Film footage of the EOD Tech going in and the device goining off!
He lived,thank God.
I remember it,the boy's from the Wack patroling the Air Port with SMG's,F.N.'s helemts on,the observation deck closed and has never been reoponed since.
I was what 14,15?

When I first came to Canada from the U.K. in 64,arrived in Montreal and stayed at my grand perents house and they told us don't answer the door,go to the mail box etc.
We asked why?

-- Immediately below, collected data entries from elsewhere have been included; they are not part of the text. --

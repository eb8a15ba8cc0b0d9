//! Trade inference from snapshot diffs.
//!
//! A decrease in an advertiser's posted quantity between two of its own
//! consecutive observations is read as a fill of that size at the later
//! price. Increases contribute zero weight. An advertiser's first observation
//! (or the first one after a reset gap) contributes nothing.

use p2p_core::config::SnapshotDiffConfig;
use p2p_core::{InferredTrade, Size, TimestampMs};
use p2p_ingestion::SnapshotBook;
use serde::{Deserialize, Serialize};
use std::collections::BTreeMap;

/// Trade-implied statistics at one timestamp.
#[derive(Debug, Clone, Copy, PartialEq, Serialize, Deserialize)]
pub struct TradeStats {
    /// Sum of inferred weights.
    pub demand: Size,
    /// Weighted average price, undefined when demand is zero.
    pub vwap: Option<f64>,
    /// Advertisers with a defined weight.
    pub contributors: u32,
    /// Advertisers with a positive weight.
    pub fills: u32,
}

/// Accumulator for inferred trades at one timestamp.
#[derive(Debug, Clone, Default)]
struct TradeAccumulator {
    weight_sum: f64,
    weighted_price_sum: f64,
    contributors: u32,
    fills: u32,
    last_fill_price: f64,
}

impl TradeAccumulator {
    fn add(&mut self, trade: &InferredTrade) {
        self.contributors += 1;
        self.weight_sum += trade.weight;
        if trade.weight > 0.0 {
            self.weighted_price_sum += trade.weight * trade.price;
            self.fills += 1;
            self.last_fill_price = trade.price;
        }
    }

    fn vwap(&self) -> Option<f64> {
        if self.weight_sum <= 0.0 {
            return None;
        }
        if self.fills == 1 {
            // w * p / w is not always exactly p in floating point
            return Some(self.last_fill_price);
        }
        Some(self.weighted_price_sum / self.weight_sum)
    }

    fn to_stats(&self) -> TradeStats {
        TradeStats {
            demand: self.weight_sum,
            vwap: self.vwap(),
            contributors: self.contributors,
            fills: self.fills,
        }
    }
}

/// Trade-implied series for one trade side, keyed by timestamp.
#[derive(Debug, Clone, Default)]
pub struct TradeSeries {
    points: BTreeMap<TimestampMs, TradeStats>,
}

impl TradeSeries {
    /// Statistics at a timestamp.
    pub fn get(&self, ts: TimestampMs) -> Option<&TradeStats> {
        self.points.get(&ts)
    }

    /// Iterate in timestamp order.
    pub fn iter(&self) -> impl Iterator<Item = (TimestampMs, &TradeStats)> {
        self.points.iter().map(|(&ts, stats)| (ts, stats))
    }

    /// Timestamps with at least one defined weight.
    pub fn timestamps(&self) -> impl Iterator<Item = TimestampMs> + '_ {
        self.points.keys().copied()
    }

    /// Number of timestamps.
    pub fn len(&self) -> usize {
        self.points.len()
    }

    /// Whether the series is empty.
    pub fn is_empty(&self) -> bool {
        self.points.is_empty()
    }
}

/// Derives trade-implied VWAP and demand from a snapshot book.
#[derive(Debug, Clone, Default)]
pub struct SnapshotDiffAggregator {
    /// Baseline reset threshold in ms.
    max_gap_ms: Option<i64>,
}

impl SnapshotDiffAggregator {
    /// Create a new aggregator.
    pub fn new(config: &SnapshotDiffConfig) -> Self {
        Self {
            max_gap_ms: config.max_gap_secs.map(|secs| secs.saturating_mul(1_000)),
        }
    }

    /// Inferred trades of one advertiser, in chronological order.
    pub fn advertiser_trades(&self, book: &SnapshotBook, advertiser_id: &str) -> Vec<InferredTrade> {
        let mut trades = Vec::new();
        let mut prev: Option<(TimestampMs, Size)> = None;

        for (ts, point) in book.observations(advertiser_id) {
            let qty = point.tradable_quantity;
            if !qty.is_finite() {
                continue;
            }
            if let Some((prev_ts, prev_qty)) = prev {
                let within_gap = self.max_gap_ms.map_or(true, |gap| ts - prev_ts <= gap);
                if within_gap {
                    trades.push(InferredTrade {
                        timestamp: ts,
                        weight: (prev_qty - qty).max(0.0),
                        price: point.price,
                    });
                }
            }
            prev = Some((ts, qty));
        }

        trades
    }

    /// Aggregate every advertiser's inferred trades per timestamp.
    pub fn aggregate(&self, book: &SnapshotBook) -> TradeSeries {
        let mut accumulators: BTreeMap<TimestampMs, TradeAccumulator> = BTreeMap::new();

        for advertiser_id in book.advertisers() {
            for trade in self.advertiser_trades(book, advertiser_id) {
                accumulators.entry(trade.timestamp).or_default().add(&trade);
            }
        }

        TradeSeries {
            points: accumulators
                .into_iter()
                .map(|(ts, acc)| (ts, acc.to_stats()))
                .collect(),
        }
    }
}

#[cfg(test)]
mod tests {
    use super::*;
    use approx::assert_relative_eq;
    use p2p_core::Listing;

    fn book(listings: &[(&str, i64, f64, f64)]) -> SnapshotBook {
        let listings: Vec<Listing> = listings
            .iter()
            .map(|&(id, ts, price, qty)| Listing::new(id, ts, price, qty))
            .collect();
        SnapshotBook::from_listings(&listings)
    }

    #[test]
    fn test_fill_sequence() {
        // quantities [100, 100, 40] at constant price 10
        let book = book(&[
            ("x", 1_000, 10.0, 100.0),
            ("x", 2_000, 10.0, 100.0),
            ("x", 3_000, 10.0, 40.0),
        ]);
        let series = SnapshotDiffAggregator::default().aggregate(&book);

        assert!(series.get(1_000).is_none());

        let t1 = series.get(2_000).unwrap();
        assert_eq!(t1.demand, 0.0);
        assert!(t1.vwap.is_none());

        let t2 = series.get(3_000).unwrap();
        assert_eq!(t2.demand, 60.0);
        assert_eq!(t2.vwap, Some(10.0));
    }

    #[test]
    fn test_increase_contributes_zero() {
        let book = book(&[("x", 1_000, 10.0, 40.0), ("x", 2_000, 10.0, 100.0)]);
        let trades = SnapshotDiffAggregator::default().advertiser_trades(&book, "x");

        assert_eq!(trades.len(), 1);
        assert_eq!(trades[0].weight, 0.0);
    }

    #[test]
    fn test_single_fill_vwap_is_exact_price() {
        let price = 6.97123456789;
        let book = book(&[
            ("a", 1_000, price, 0.3),
            ("a", 2_000, price, 0.1),
            ("b", 1_000, 7.5, 10.0),
            ("b", 2_000, 7.5, 10.0),
        ]);
        let stats = *SnapshotDiffAggregator::default()
            .aggregate(&book)
            .get(2_000)
            .unwrap();

        assert_eq!(stats.fills, 1);
        assert_eq!(stats.contributors, 2);
        assert_eq!(stats.vwap, Some(price));
    }

    #[test]
    fn test_weighted_across_advertisers() {
        let book = book(&[
            ("a", 1_000, 10.0, 100.0),
            ("a", 2_000, 10.0, 70.0),
            ("b", 1_000, 12.0, 50.0),
            ("b", 2_000, 12.0, 40.0),
        ]);
        let stats = *SnapshotDiffAggregator::default()
            .aggregate(&book)
            .get(2_000)
            .unwrap();

        // (30 * 10 + 10 * 12) / 40
        assert_relative_eq!(stats.demand, 40.0);
        assert_relative_eq!(stats.vwap.unwrap(), 10.5, epsilon = 1e-12);
    }

    #[test]
    fn test_diff_against_own_prior_observation() {
        // "a" is absent at 2_000; its delta at 3_000 is against 1_000
        let book = book(&[
            ("a", 1_000, 10.0, 100.0),
            ("b", 1_000, 11.0, 10.0),
            ("b", 2_000, 11.0, 10.0),
            ("a", 3_000, 10.0, 75.0),
        ]);
        let series = SnapshotDiffAggregator::default().aggregate(&book);

        let t2 = series.get(2_000).unwrap();
        assert_eq!(t2.contributors, 1);
        assert_eq!(t2.demand, 0.0);

        let t3 = series.get(3_000).unwrap();
        assert_eq!(t3.contributors, 1);
        assert_eq!(t3.demand, 25.0);
        assert_eq!(t3.vwap, Some(10.0));
    }

    #[test]
    fn test_gap_resets_baseline() {
        let book = book(&[
            ("a", 0, 10.0, 100.0),
            ("a", 60_000, 10.0, 90.0),
            ("a", 7_260_000, 10.0, 20.0),
        ]);
        let aggregator = SnapshotDiffAggregator::new(&SnapshotDiffConfig {
            max_gap_secs: Some(3_600),
        });
        let trades = aggregator.advertiser_trades(&book, "a");

        assert_eq!(trades.len(), 1);
        assert_eq!(trades[0].timestamp, 60_000);
        assert_eq!(trades[0].weight, 10.0);

        let last_ever = SnapshotDiffAggregator::default().advertiser_trades(&book, "a");
        assert_eq!(last_ever.len(), 2);
        assert_eq!(last_ever[1].weight, 70.0);
    }

    #[test]
    fn test_demand_is_sum_of_clipped_deltas() {
        let book = book(&[
            ("a", 1_000, 10.0, 100.0),
            ("b", 1_000, 10.0, 5.0),
            ("c", 1_000, 10.0, 50.0),
            ("a", 2_000, 10.0, 60.0),
            ("b", 2_000, 10.0, 25.0),
            ("c", 2_000, 10.0, 49.5),
        ]);
        let stats = *SnapshotDiffAggregator::default()
            .aggregate(&book)
            .get(2_000)
            .unwrap();

        assert!(stats.demand >= 0.0);
        assert_relative_eq!(stats.demand, 40.5);
        assert_eq!(stats.fills, 2);
    }
}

Mail Box bombs,yes it goes back that far.


----------



## FormerHorseGuard (3 Aug 2005)

i wrote a paper on the flq crisis in my  grade 13 history class, one of the books I read  metioned that  because of the army being called out for  police duty in canada and the tracked equipment looked too much like tanks in down town montreal and quebec city that  was one of the reasons the avgp wheeled came into service.

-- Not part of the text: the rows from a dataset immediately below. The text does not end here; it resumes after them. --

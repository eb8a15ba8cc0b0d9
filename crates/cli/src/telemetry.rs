use tracing_subscriber::EnvFilter;

/// Install the global fmt subscriber. `RUST_LOG` overrides `default_filter`.
pub fn init_tracing(default_filter: &str) {
    let filter = EnvFilter::try_from_default_env()
        .unwrap_or_else(|_| EnvFilter::new(default_filter));
    tracing_subscriber::fmt()
        .with_env_filter(filter)
        .with_writer(std::io::stderr)
        .compact()
        .init();
}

as for equipment used prior to that , my grandfather was the EOD Officer for Quebec City based there with the RCOC. He use to drive his own car on bomb calls because they  wanted to keep it low key  that  the army was dealing with the bombis and other eod work.

jsut some thoughts for you


----------



## 54/102 CEF (3 Aug 2005)

Follow me Boys! 

http://carlisle-www.army.mil/usawc/Parameters/97autumn/maloney.htm

More at this Google Search -- the Cdn Op was called OPERATION ESSAY 

http://www.google.ca/search?as_q=laporte&num=10&hl=en&btnG=Google+Search&as_epq=Operation+Essay&as_oq=FLQ+QUEBEC&as_eq=&lr=&as_ft=i&as_filetype=&as_qdr=all&as_occt=any&as_dt=i&as_sitesearch=&safe=images

The last hit was by a gunner who was there......


----------



## FlightSergeantRose (4 Sep 2005)

good read


----------



## medicineman (6 Sep 2005)

Here is a google search on Operation Ginger - also part of the deployment under the War Measures Act.

MM


----------



## DFW2T (6 Sep 2005)

Wesley H. Allen said:
			
		

> If I remember correctly, a CF Member was killed as his 9mm SMG went off as he 'debussed' of the back of M35 Cdn 2 1/2T (Duece) truck.
> 
> Do a search for that.
> 
> ...


----------



## DFW2T (6 Sep 2005)

Wesley H. Allen said:
			
		

> If I remember correctly, a CF Member was killed as his 9mm SMG went off as he 'debussed' of the back of M35 Cdn 2 1/2T (Duece) truck.
> 
> Do a search for that.
> 
> ...


Interesting.... My Father was a Gunner  and he told me about this event many times.  As I've been trying to get him on line for a while now (now that he's finally got a computer)  I think this may motivate him to subscribe. ................... He was on the Deuce.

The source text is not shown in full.